Ask HN: How did you do with your goals for 2010? - cperciva

Slightly over a year ago, aitoehigie asked what our plans were for 2010.  Plans mentioned included learning Erlang, teaching kids to play Go, quitting a day job, ending the year with 10x as many customers as it started with, writing a book, starting to eat a proper breakfast, and many more.<p><pre><code>  http://news.ycombinator.com/item?id=1013531
</code></pre>
I know patio11 succeeded in his intention to quit his day job; and I know I didn't reach my target (I have lots of new customers, but I'm not up by a factor of 10).  How did the rest of you do with your goals for 2010?
======
patio11
Looks like my goal was quitting, traveling, launching a new product, and
finding a nice young lass. Darn this was a good year.

------
shanked
In Fall 2009, with only 1 year of experience with high-level web programming
and no computer science background (BS in Management), I created the goal of
working at Google within 3 years.

I enrolled in graduate school pursuing M.S. Computer Science, watched online
course lectures, read textbooks, worked on a number of pet projects, and
learned new programming languages... all while working full-time.

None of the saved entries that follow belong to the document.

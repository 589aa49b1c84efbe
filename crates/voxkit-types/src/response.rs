//! Response envelope wire types.
//!
//! Plain data mirrored to the platform's response JSON. The builder that
//! assembles these lives in the core crate.

use std::collections::HashMap;

use serde::{Deserialize, Serialize};
use serde_json::Value;

use crate::request::Intent;

#[derive(Debug, Clone, PartialEq, Serialize, Deserialize)]
pub struct ResponseEnvelope {
    pub version: String,
    #[serde(
        rename = "sessionAttributes",
        default,
        skip_serializing_if = "HashMap::is_empty"
    )]
    pub session_attributes: HashMap<String, Value>,
    pub response: ResponseBody,
}

#[derive(Debug, Clone, PartialEq, Serialize, Deserialize)]
pub struct ResponseBody {
    #[serde(
        rename = "outputSpeech",
        default,
        skip_serializing_if = "Option::is_none"
    )]
    pub output_speech: Option<OutputSpeech>,
    #[serde(default, skip_serializing_if = "Option::is_none")]
    pub card: Option<Card>,
    #[serde(default, skip_serializing_if = "Option::is_none")]
    pub reprompt: Option<Reprompt>,
    #[serde(default, skip_serializing_if = "Vec::is_empty")]
    pub directives: Vec<Directive>,
    #[serde(rename = "shouldEndSession")]
    pub should_end_session: bool,
    #[serde(
        rename = "canFulfillIntent",
        default,
        skip_serializing_if = "Option::is_none"
    )]
    pub can_fulfill_intent: Option<CanFulfillIntent>,
}

/// Plain text or SSML speech output.
#[derive(Debug, Clone, PartialEq, Serialize, Deserialize)]
pub struct OutputSpeech {
    #[serde(rename = "type")]
    pub speech_type: String,
    #[serde(default, skip_serializing_if = "String::is_empty")]
    pub text: String,
    #[serde(default, skip_serializing_if = "String::is_empty")]
    pub ssml: String,
}

impl OutputSpeech {
    /// Wraps `text` as SSML speech when it carries `<speak>` tags,
    /// plain text otherwise.
    pub fn from_text(text: &str) -> Self {
        if text.starts_with("<speak>") && text.ends_with("</speak>") {
            return Self {
                speech_type: "SSML".to_string(),
                text: String::new(),
                ssml: text.to_string(),
            };
        }

        Self {
            speech_type: "PlainText".to_string(),
            text: text.to_string(),
            ssml: String::new(),
        }
    }
}

#[derive(Debug, Clone, PartialEq, Serialize, Deserialize)]
pub struct Card {
    #[serde(rename = "type")]
    pub card_type: String,
    #[serde(default, skip_serializing_if = "String::is_empty")]
    pub title: String,
    #[serde(default, skip_serializing_if = "String::is_empty")]
    pub text: String,
    #[serde(default, skip_serializing_if = "String::is_empty")]
    pub content: String,
    #[serde(default, skip_serializing_if = "Option::is_none")]
    pub image: Option<Image>,
}

#[derive(Debug, Clone, PartialEq, Serialize, Deserialize)]
pub struct Image {
    #[serde(
        rename = "smallImageUrl",
        default,
        skip_serializing_if = "String::is_empty"
    )]
    pub small_image_url: String,
    #[serde(
        rename = "largeImageUrl",
        default,
        skip_serializing_if = "String::is_empty"
    )]
    pub large_image_url: String,
}

#[derive(Debug, Clone, PartialEq, Serialize, Deserialize)]
pub struct Reprompt {
    #[serde(
        rename = "outputSpeech",
        default,
        skip_serializing_if = "Option::is_none"
    )]
    pub output_speech: Option<OutputSpeech>,
}

/// Dialog directive types.
#[derive(Debug, Clone, Copy, PartialEq, Eq, Serialize, Deserialize)]
pub enum DirectiveKind {
    #[serde(rename = "Dialog.Delegate")]
    DialogDelegate,
    #[serde(rename = "Dialog.ElicitSlot")]
    DialogElicitSlot,
    #[serde(rename = "Dialog.ConfirmSlot")]
    DialogConfirmSlot,
    #[serde(rename = "Dialog.ConfirmIntent")]
    DialogConfirmIntent,
}

#[derive(Debug, Clone, PartialEq, Serialize, Deserialize)]
pub struct Directive {
    #[serde(rename = "type")]
    pub kind: DirectiveKind,
    #[serde(
        rename = "slotToElicit",
        default,
        skip_serializing_if = "Option::is_none"
    )]
    pub slot_to_elicit: Option<String>,
    #[serde(
        rename = "updatedIntent",
        default,
        skip_serializing_if = "Option::is_none"
    )]
    pub updated_intent: Option<Intent>,
}

#[derive(Debug, Clone, PartialEq, Serialize, Deserialize)]
pub struct CanFulfillIntent {
    #[serde(rename = "canFulfill")]
    pub can_fulfill: String,
    #[serde(default, skip_serializing_if = "HashMap::is_empty")]
    pub slots: HashMap<String, CanFulfillSlot>,
}

#[derive(Debug, Clone, PartialEq, Serialize, Deserialize)]
pub struct CanFulfillSlot {
    #[serde(rename = "canUnderstand")]
    pub can_understand: String,
    #[serde(rename = "canFulfill")]
    pub can_fulfill: String,
}

#[cfg(test)]
mod tests {
    use super::*;

    #[test]
    fn test_output_speech_detects_ssml() {
        let speech = OutputSpeech::from_text("<speak>hello</speak>");
        assert_eq!(speech.speech_type, "SSML");
        assert_eq!(speech.ssml, "<speak>hello</speak>");
        assert!(speech.text.is_empty());
    }

    #[test]
    fn test_output_speech_plain_text() {
        let speech = OutputSpeech::from_text("hello");
        assert_eq!(speech.speech_type, "PlainText");
        assert_eq!(speech.text, "hello");
        assert!(speech.ssml.is_empty());
    }

    #[test]
    fn test_envelope_omits_empty_elements() {
        let envelope = ResponseEnvelope {
            version: "1.0".to_string(),
            session_attributes: HashMap::new(),
            response: ResponseBody {
                output_speech: None,
                card: None,
                reprompt: None,
                directives: vec![],
                should_end_session: true,
                can_fulfill_intent: None,
            },
        };
        let json = serde_json::to_string(&envelope).unwrap();
        assert_eq!(
            json,
            r#"{"version":"1.0","response":{"shouldEndSession":true}}"#
        );
    }
}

I'm now 9/30 credits towards my Masters degree and currently interviewing with
Google (made it through 2 steps thus far). While I may or may not get an
offer, it is just another step on the path to reach my goal.

------
revorad
I could do with some help with setting goals and working towards achieving
them. I am never able to set goals which last more than a few days. I always
end up changing them very quickly because either I get bored or find something
more interesting or exciting. Any tips?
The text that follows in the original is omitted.